For an example, start with the classic mountain car problem. The full details are nicely spelled out in the technical details section of the wikipedia article, but here's a brief, informal summary:

  • A driver in a car, with a weak motor, wishes to get to a hill on the right side of a valley.
  • The car lacks the horsepower to drive straight up, but the driver can reverse up the left hill, then follow rightward with more momentum.
  • States are formalized as real numbers describing position and velocity, within a bounded range.

The developers of the BURLAP (Brown-UMBC Reinforcement Learning and Planning) library have a tutorial on how to solve this problem using least-squares policy iteration, which includes this helpful description of how LSPI relies on function approximation.

LSPI starts by initializing with a random policy and then uses the collected SARS samples to approximate the Q-value function of that policy for the continuous state space. Afterwards, the policy is updated by choosing actions that have the highest Q-values (this change in policy is known as policy improvement).
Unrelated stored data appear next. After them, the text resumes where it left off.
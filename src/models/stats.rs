//! Counts shown on the deck list and the statistics screen.
use super::sm2::{self, DAY_MS};
use super::{Collection, ReviewRecord, card::INITIAL_EASE_FACTOR};
use chrono::{Local, TimeZone};
use std::collections::BTreeSet;

#[derive(Clone, Copy, Debug, Default, PartialEq, Eq)]
pub struct DeckStats {
    pub total: usize,
    pub due: usize,
    pub new: usize,
    pub reviewed: usize,
}

#[derive(Clone, Copy, Debug, PartialEq)]
pub struct OverallStats {
    pub total_cards: usize,
    pub total_decks: usize,
    pub due_cards: usize,
    pub new_cards: usize,
    pub total_reviews: usize,
    pub avg_ease_factor: f64,
    pub reviews_today: usize,
    pub streak: u32,
}

pub fn deck_stats(collection: &Collection, deck_id: &str, now: i64) -> DeckStats {
    let cards = collection.cards_for_deck(deck_id);
    DeckStats {
        total: cards.len(),
        due: cards.iter().filter(|c| sm2::is_due(c, now)).count(),
        new: cards.iter().filter(|c| c.is_new()).count(),
        reviewed: cards.iter().filter(|c| !c.is_new()).count(),
    }
}

pub fn overall_stats(collection: &Collection, now: i64) -> OverallStats {
    let total_cards = collection.cards.len();
    let avg_ease_factor = if total_cards > 0 {
        collection.cards.iter().map(|c| c.ease_factor).sum::<f64>() / total_cards as f64
    } else {
        INITIAL_EASE_FACTOR
    };

    let today_start = local_midnight(now);
    let reviews_today = collection
        .review_history
        .iter()
        .filter(|r| r.timestamp >= today_start)
        .count();

    OverallStats {
        total_cards,
        total_decks: collection.decks.len(),
        due_cards: collection.due_cards(now, None).len(),
        new_cards: collection.new_cards(None).len(),
        total_reviews: collection.review_history.len(),
        avg_ease_factor,
        reviews_today,
        streak: streak(&collection.review_history, now),
    }
}

/// Consecutive review days ending today or yesterday. Days are UTC calendar
/// days.
pub fn streak(reviews: &[ReviewRecord], now: i64) -> u32 {
    let days: BTreeSet<i64> = reviews
        .iter()
        .map(|r| r.timestamp.div_euclid(DAY_MS))
        .collect();

    let today = now.div_euclid(DAY_MS);
    let mut days = days.into_iter().rev();
    let Some(mut last) = days.next() else {
        return 0;
    };
    if last < today - 1 {
        return 0;
    }

    let mut streak = 1;
    for day in days {
        if last - day != 1 {
            break;
        }
        streak += 1;
        last = day;
    }
    streak
}

/// Start of the local calendar day containing `now`, in epoch milliseconds.
fn local_midnight(now: i64) -> i64 {
    Local
        .timestamp_millis_opt(now)
        .single()
        .and_then(|t| t.date_naive().and_hms_opt(0, 0, 0))
        .and_then(|midnight| Local.from_local_datetime(&midnight).earliest())
        .map(|midnight| midnight.timestamp_millis())
        .unwrap_or(now - now.rem_euclid(DAY_MS))
}

#[cfg(test)]
mod tests {
    use super::*;
    use crate::models::Quality;

    const NOW: i64 = 1_700_000_000_000;

    fn review_at(timestamp: i64) -> ReviewRecord {
        ReviewRecord {
            card_id: "c".to_string(),
            deck_id: "d".to_string(),
            timestamp,
            quality: 4,
            previous_interval: 0,
            new_interval: 1,
        }
    }

    #[test]
    fn test_streak_empty() {
        assert_eq!(streak(&[], NOW), 0);
    }

    #[test]
    fn test_streak_counts_consecutive_days() {
        let reviews = vec![
            review_at(NOW),
            review_at(NOW - 10),
            review_at(NOW - DAY_MS),
            review_at(NOW - 2 * DAY_MS),
            review_at(NOW - 4 * DAY_MS),
        ];
        assert_eq!(streak(&reviews, NOW), 3);
    }

    #[test]
    fn test_streak_survives_until_tomorrow() {
        let reviews = vec![review_at(NOW - DAY_MS), review_at(NOW - 2 * DAY_MS)];
        assert_eq!(streak(&reviews, NOW), 2);
    }

    #[test]
    fn test_streak_broken() {
        let reviews = vec![review_at(NOW - 2 * DAY_MS), review_at(NOW - 3 * DAY_MS)];
        assert_eq!(streak(&reviews, NOW), 0);
    }

    #[test]
    fn test_deck_stats() {
        let mut collection = Collection::default();
        let deck_id = collection.add_deck("Deck", "", 0).id.clone();
        let first = collection.add_card(&deck_id, "a", "b", 0).unwrap().id.clone();
        collection.add_card(&deck_id, "c", "d", 0).unwrap();
        collection.review_card(&first, Quality::Perfect, 10).unwrap();

        let stats = deck_stats(&collection, &deck_id, 10);
        assert_eq!(
            stats,
            DeckStats {
                total: 2,
                due: 1,
                new: 1,
                reviewed: 1,
            }
        );
        assert_eq!(deck_stats(&collection, "missing", 10), DeckStats::default());
    }

    #[test]
    fn test_overall_stats_empty() {
        let stats = overall_stats(&Collection::default(), NOW);
        assert_eq!(stats.total_cards, 0);
        assert_eq!(stats.avg_ease_factor, 2.5);
        assert_eq!(stats.streak, 0);
    }

    #[test]
    fn test_overall_stats() {
        let mut collection = Collection::default();
        let deck_id = collection.add_deck("Deck", "", 0).id.clone();
        let first = collection.add_card(&deck_id, "a", "b", 0).unwrap().id.clone();
        let second = collection.add_card(&deck_id, "c", "d", 0).unwrap().id.clone();
        collection
            .review_card(&first, Quality::CompleteBlackout, NOW - 3 * DAY_MS)
            .unwrap();
        collection.review_card(&second, Quality::Perfect, NOW).unwrap();

        let stats = overall_stats(&collection, NOW);
        assert_eq!(stats.total_cards, 2);
        assert_eq!(stats.total_decks, 1);
        assert_eq!(stats.due_cards, 1);
        assert_eq!(stats.new_cards, 0);
        assert_eq!(stats.total_reviews, 2);
        assert_eq!(stats.reviews_today, 1);
        assert_eq!(stats.streak, 1);
        assert!((stats.avg_ease_factor - (1.7 + 2.6) / 2.0).abs() < 1e-9);
    }
}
This process repeats until the approximate Q-value function (and consequentially the policy) stops changing much.

LSPI approximates the Q-value function for its current policy by fitting a linear function of state basis features to the SARS data it collected, similar to a typical regression problem, which is what enables the value function to generalize to unseen states.

BURLAP is in Java, but the prose of the tutorial can be followed without much reference to the code.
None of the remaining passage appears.